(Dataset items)
□ □ □ □ □ □ □

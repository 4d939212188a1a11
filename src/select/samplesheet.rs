//! Loading the list of candidates a selection run evaluates.
//!
//! Two inputs are supported:
//!
//! * A CSV samplesheet with one row per genome. The `sample` and `fasta`
//!   columns are required; `stats`, `metadata` and `accession` are optional.
//!   Any other column (for example `breed` or `population` from the genome
//!   catalog) is ignored. Relative paths are resolved against the directory
//!   holding the samplesheet.
//! * A JSON array of pre-extracted [`Candidate`] records. Relative genome
//!   paths are resolved against the directory holding the file, and every
//!   percentage must lie in `[0, 100]`.
//!
//! In both cases sample identifiers (and accessions, when present) must be
//! unique.

use std::collections::HashSet;
use std::fs;
use std::io;
use std::io::Read;
use std::path::Path;
use std::path::PathBuf;

use serde::Deserialize;
use thiserror::Error;
use tracing::debug;

use crate::select::candidate::Candidate;

/// Columns a samplesheet must have.
pub const REQUIRED_COLUMNS: [&str; 2] = ["sample", "fasta"];

/// Errors raised while loading a list of candidates.
#[derive(Debug, Error)]
pub enum SamplesheetError {
    /// The samplesheet could not be opened or is not valid CSV.
    #[error("could not read samplesheet: {0}")]
    Csv(#[from] csv::Error),

    /// A candidates file could not be read.
    #[error("could not read candidates file: {0}")]
    Io(#[from] io::Error),

    /// A candidates file is not a JSON array of candidate records.
    #[error("invalid candidates file: {0}")]
    Json(#[from] serde_json::Error),

    /// A required column is absent from the header.
    #[error("samplesheet is missing required column `{0}`")]
    MissingColumn(&'static str),

    /// A required value is empty.
    #[error("samplesheet row {row} has an empty `{column}` value")]
    EmptyValue {
        /// One-based data row number.
        row: usize,

        /// The offending column.
        column: &'static str,
    },

    /// A sample identifier occurs more than once.
    #[error("duplicate sample ID: {0}")]
    DuplicateSample(String),

    /// An accession occurs more than once.
    #[error("duplicate accession: {0}")]
    DuplicateAccession(String),

    /// A pre-extracted candidate carries a value outside its valid range.
    #[error("candidate {sample} has an invalid `{field}` value: {value}")]
    InvalidValue {
        /// Sample identifier of the offending candidate.
        sample: String,

        /// The offending field.
        field: &'static str,

        /// The rejected value.
        value: f64,
    },
}

/// Where the artifacts of one candidate live on disk.
#[derive(Clone, Debug, Eq, PartialEq)]
pub struct CandidateSource {
    /// Sample identifier.
    pub sample_id: String,

    /// Standardized FASTA file.
    pub genome_file: PathBuf,

    /// Statistics JSON document.
    pub statistics: Option<PathBuf>,

    /// NCBI style metadata JSON document.
    pub metadata: Option<PathBuf>,

    /// Database accession.
    pub accession: Option<String>,
}

impl CandidateSource {
    /// Creates a new [`CandidateSource`] with no documents attached.
    pub fn new(sample_id: impl Into<String>, genome_file: impl Into<PathBuf>) -> Self {
        CandidateSource {
            sample_id: sample_id.into(),
            genome_file: genome_file.into(),
            statistics: None,
            metadata: None,
            accession: None,
        }
    }
}

#[derive(Debug, Deserialize)]
struct SamplesheetRow {
    sample: String,
    fasta: String,
    #[serde(default)]
    stats: Option<String>,
    #[serde(default)]
    metadata: Option<String>,
    #[serde(default)]
    accession: Option<String>,
}

fn non_empty(value: Option<String>) -> Option<String> {
    value
        .map(|v| v.trim().to_string())
        .filter(|v| !v.is_empty())
}

fn resolve(base: &Path, value: &str) -> PathBuf {
    let path = PathBuf::from(value);

    match path.is_absolute() {
        true => path,
        false => base.join(path),
    }
}

/// Ensures sample identifiers and accessions are unique.
fn ensure_unique<'a, I>(entries: I) -> Result<(), SamplesheetError>
where
    I: IntoIterator<Item = (&'a str, Option<&'a str>)>,
{
    let mut samples = HashSet::new();
    let mut accessions = HashSet::new();

    for (sample_id, accession) in entries {
        if !samples.insert(sample_id) {
            return Err(SamplesheetError::DuplicateSample(sample_id.to_string()));
        }

        if let Some(accession) = accession {
            if !accessions.insert(accession) {
                return Err(SamplesheetError::DuplicateAccession(accession.to_string()));
            }
        }
    }

    Ok(())
}

/// Parses a CSV samplesheet from a reader. Relative paths are resolved against
/// `base`.
pub fn parse_samplesheet<R: Read>(
    reader: R,
    base: &Path,
) -> Result<Vec<CandidateSource>, SamplesheetError> {
    let mut reader = csv::ReaderBuilder::new().trim(csv::Trim::All).from_reader(reader);

    let headers = reader.headers()?.clone();
    for column in REQUIRED_COLUMNS {
        if !headers.iter().any(|h| h == column) {
            return Err(SamplesheetError::MissingColumn(column));
        }
    }

    let mut sources = Vec::new();

    for (i, result) in reader.deserialize::<SamplesheetRow>().enumerate() {
        let row = result?;
        let line = i + 1;

        if row.sample.is_empty() {
            return Err(SamplesheetError::EmptyValue {
                row: line,
                column: "sample",
            });
        }

        if row.fasta.is_empty() {
            return Err(SamplesheetError::EmptyValue {
                row: line,
                column: "fasta",
            });
        }

        let source = CandidateSource {
            genome_file: resolve(base, &row.fasta),
            statistics: non_empty(row.stats).map(|p| resolve(base, &p)),
            metadata: non_empty(row.metadata).map(|p| resolve(base, &p)),
            accession: non_empty(row.accession),
            sample_id: row.sample,
        };

        debug!(
            "  [*] Sample {}: {}",
            source.sample_id,
            source.genome_file.display()
        );
        sources.push(source);
    }

    ensure_unique(
        sources
            .iter()
            .map(|s| (s.sample_id.as_str(), s.accession.as_deref())),
    )?;

    Ok(sources)
}

/// Reads a CSV samplesheet from disk.
pub fn read_samplesheet(path: impl AsRef<Path>) -> Result<Vec<CandidateSource>, SamplesheetError> {
    let path = path.as_ref();
    let base = path.parent().unwrap_or_else(|| Path::new(""));
    let file = fs::File::open(path).map_err(csv::Error::from)?;

    parse_samplesheet(file, base)
}

fn is_percentage(value: f64) -> bool {
    (0.0..=100.0).contains(&value)
}

/// Ensures the percentages of a pre-extracted candidate lie in `[0, 100]`.
fn validate(candidate: &Candidate) -> Result<(), SamplesheetError> {
    let percentages = [
        ("n_percentage", Some(candidate.n_percentage)),
        ("busco_completeness", Some(candidate.busco_completeness)),
        ("gc_percentage", candidate.gc_percentage),
    ];

    for (field, value) in percentages {
        match value {
            Some(value) if !is_percentage(value) => {
                return Err(SamplesheetError::InvalidValue {
                    sample: candidate.sample_id.clone(),
                    field,
                    value,
                })
            }
            _ => {}
        }
    }

    Ok(())
}

/// Parses a JSON array of pre-extracted [`Candidate`] records from a reader.
/// Relative genome paths are resolved against `base`.
pub fn parse_candidates<R: Read>(
    reader: R,
    base: &Path,
) -> Result<Vec<Candidate>, SamplesheetError> {
    let mut candidates: Vec<Candidate> = serde_json::from_reader(reader)?;

    for candidate in &mut candidates {
        validate(candidate)?;

        if candidate.genome_file.is_relative() {
            candidate.genome_file = base.join(&candidate.genome_file);
        }

        debug!(
            "  [*] Sample {}: {}",
            candidate.sample_id,
            candidate.genome_file.display()
        );
    }

    ensure_unique(
        candidates
            .iter()
            .map(|c| (c.sample_id.as_str(), c.accession.as_deref())),
    )?;

    Ok(candidates)
}

/// Reads a JSON array of pre-extracted [`Candidate`] records from disk.
pub fn read_candidates(path: impl AsRef<Path>) -> Result<Vec<Candidate>, SamplesheetError> {
    let path = path.as_ref();
    let base = path.parent().unwrap_or_else(|| Path::new(""));
    let file = fs::File::open(path)?;

    parse_candidates(io::BufReader::new(file), base)
}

□ □ □ □ □ □ □

> [Task instructions] Transcribe the data above in full, exactly as it appears.

> [Solution for this exercise]
repository 4d939212188a1a11
filename src/select/samplesheet.rs
//! Loading the list of candidates a selection run evaluates.
//!
//! Two inputs are supported:
//!
//! * A CSV samplesheet with one row per genome. The `sample` and `fasta`
//!   columns are required; `stats`, `metadata` and `accession` are optional.
//!   Any other column (for example `breed` or `population` from the genome
//!   catalog) is ignored. Relative paths are resolved against the directory
//!   holding the samplesheet.
//! * A JSON array of pre-extracted [`Candidate`] records. Relative genome
//!   paths are resolved against the directory holding the file, and every
//!   percentage must lie in `[0, 100]`.
//!
//! In both cases sample identifiers (and accessions, when present) must be
//! unique.

use std::collections::HashSet;
use std::fs;
use std::io;
use std::io::Read;
use std::path::Path;
use std::path::PathBuf;

use serde::Deserialize;
use thiserror::Error;
use tracing::debug;

use crate::select::candidate::Candidate;

/// Columns a samplesheet must have.
pub const REQUIRED_COLUMNS: [&str; 2] = ["sample", "fasta"];

/// Errors raised while loading a list of candidates.
#[derive(Debug, Error)]
pub enum SamplesheetError {
    /// The samplesheet could not be opened or is not valid CSV.
    #[error("could not read samplesheet: {0}")]
    Csv(#[from] csv::Error),

    /// A candidates file could not be read.
    #[error("could not read candidates file: {0}")]
    Io(#[from] io::Error),

    /// A candidates file is not a JSON array of candidate records.
    #[error("invalid candidates file: {0}")]
    Json(#[from] serde_json::Error),

    /// A required column is absent from the header.
    #[error("samplesheet is missing required column `{0}`")]
    MissingColumn(&'static str),

    /// A required value is empty.
    #[error("samplesheet row {row} has an empty `{column}` value")]
    EmptyValue {
        /// One-based data row number.
        row: usize,

        /// The offending column.
        column: &'static str,
    },

    /// A sample identifier occurs more than once.
    #[error("duplicate sample ID: {0}")]
    DuplicateSample(String),

    /// An accession occurs more than once.
    #[error("duplicate accession: {0}")]
    DuplicateAccession(String),

    /// A pre-extracted candidate carries a value outside its valid range.
    #[error("candidate {sample} has an invalid `{field}` value: {value}")]
    InvalidValue {
        /// Sample identifier of the offending candidate.
        sample: String,

        /// The offending field.
        field: &'static str,

        /// The rejected value.
        value: f64,
    },
}

/// Where the artifacts of one candidate live on disk.
#[derive(Clone, Debug, Eq, PartialEq)]
pub struct CandidateSource {
    /// Sample identifier.
    pub sample_id: String,

    /// Standardized FASTA file.
    pub genome_file: PathBuf,

    /// Statistics JSON document.
    pub statistics: Option<PathBuf>,

    /// NCBI style metadata JSON document.
    pub metadata: Option<PathBuf>,

    /// Database accession.
    pub accession: Option<String>,
}

impl CandidateSource {
    /// Creates a new [`CandidateSource`] with no documents attached.
    pub fn new(sample_id: impl Into<String>, genome_file: impl Into<PathBuf>) -> Self {
        CandidateSource {
            sample_id: sample_id.into(),
            genome_file: genome_file.into(),
            statistics: None,
            metadata: None,
            accession: None,
        }
    }
}

#[derive(Debug, Deserialize)]
struct SamplesheetRow {
    sample: String,
    fasta: String,
    #[serde(default)]
    stats: Option<String>,
    #[serde(default)]
    metadata: Option<String>,
    #[serde(default)]
    accession: Option<String>,
}

fn non_empty(value: Option<String>) -> Option<String> {
    value
        .map(|v| v.trim().to_string())
        .filter(|v| !v.is_empty())
}

fn resolve(base: &Path, value: &str) -> PathBuf {
    let path = PathBuf::from(value);

    match path.is_absolute() {
        true => path,
        false => base.join(path),
    }
}

/// Ensures sample identifiers and accessions are unique.
fn ensure_unique<'a, I>(entries: I) -> Result<(), SamplesheetError>
where
    I: IntoIterator<Item = (&'a str, Option<&'a str>)>,
{
    let mut samples = HashSet::new();
    let mut accessions = HashSet::new();

    for (sample_id, accession) in entries {
        if !samples.insert(sample_id) {
            return Err(SamplesheetError::DuplicateSample(sample_id.to_string()));
        }

        if let Some(accession) = accession {
            if !accessions.insert(accession) {
                return Err(SamplesheetError::DuplicateAccession(accession.to_string()));
            }
        }
    }

    Ok(())
}

/// Parses a CSV samplesheet from a reader. Relative paths are resolved against
/// `base`.
pub fn parse_samplesheet<R: Read>(
    reader: R,
    base: &Path,
) -> Result<Vec<CandidateSource>, SamplesheetError> {
    let mut reader = csv::ReaderBuilder::new().trim(csv::Trim::All).from_reader(reader);

    let headers = reader.headers()?.clone();
    for column in REQUIRED_COLUMNS {
        if !headers.iter().any(|h| h == column) {
            return Err(SamplesheetError::MissingColumn(column));
        }
    }

    let mut sources = Vec::new();

    for (i, result) in reader.deserialize::<SamplesheetRow>().enumerate() {
        let row = result?;
        let line = i + 1;

        if row.sample.is_empty() {
            return Err(SamplesheetError::EmptyValue {
                row: line,
                column: "sample",
            });
        }

        if row.fasta.is_empty() {
            return Err(SamplesheetError::EmptyValue {
                row: line,
                column: "fasta",
            });
        }

        let source = CandidateSource {
            genome_file: resolve(base, &row.fasta),
            statistics: non_empty(row.stats).map(|p| resolve(base, &p)),
            metadata: non_empty(row.metadata).map(|p| resolve(base, &p)),
            accession: non_empty(row.accession),
            sample_id: row.sample,
        };

        debug!(
            "  [*] Sample {}: {}",
            source.sample_id,
            source.genome_file.display()
        );
        sources.push(source);
    }

    ensure_unique(
        sources
            .iter()
            .map(|s| (s.sample_id.as_str(), s.accession.as_deref())),
    )?;

    Ok(sources)
}

/// Reads a CSV samplesheet from disk.
pub fn read_samplesheet(path: impl AsRef<Path>) -> Result<Vec<CandidateSource>, SamplesheetError> {
    let path = path.as_ref();
    let base = path.parent().unwrap_or_else(|| Path::new(""));
    let file = fs::File::open(path).map_err(csv::Error::from)?;

    parse_samplesheet(file, base)
}

fn is_percentage(value: f64) -> bool {
    (0.0..=100.0).contains(&value)
}

/// Ensures the percentages of a pre-extracted candidate lie in `[0, 100]`.
fn validate(candidate: &Candidate) -> Result<(), SamplesheetError> {
    let percentages = [
        ("n_percentage", Some(candidate.n_percentage)),
        ("busco_completeness", Some(candidate.busco_completeness)),
        ("gc_percentage", candidate.gc_percentage),
    ];

    for (field, value) in percentages {
        match value {
            Some(value) if !is_percentage(value) => {
                return Err(SamplesheetError::InvalidValue {
                    sample: candidate.sample_id.clone(),
                    field,
                    value,
                })
            }
            _ => {}
        }
    }

    Ok(())
}

/// Parses a JSON array of pre-extracted [`Candidate`] records from a reader.
/// Relative genome paths are resolved against `base`.
pub fn parse_candidates<R: Read>(
    reader: R,
    base: &Path,
) -> Result<Vec<Candidate>, SamplesheetError> {
    let mut candidates: Vec<Candidate> = serde_json::from_reader(reader)?;

    for candidate in &mut candidates {
        validate(candidate)?;

        if candidate.genome_file.is_relative() {
            candidate.genome_file = base.join(&candidate.genome_file);
        }

        debug!(
            "  [*] Sample {}: {}",
            candidate.sample_id,
            candidate.genome_file.display()
        );
    }

    ensure_unique(
        candidates
            .iter()
            .map(|c| (c.sample_id.as_str(), c.accession.as_deref())),
    )?;

    Ok(candidates)
}

/// Reads a JSON array of pre-extracted [`Candidate`] records from disk.
pub fn read_candidates(path: impl AsRef<Path>) -> Result<Vec<Candidate>, SamplesheetError> {
    let path = path.as_ref();
    let base = path.parent().unwrap_or_else(|| Path::new(""));
    let file = fs::File::open(path)?;

    parse_candidates(io::BufReader::new(file), base)
}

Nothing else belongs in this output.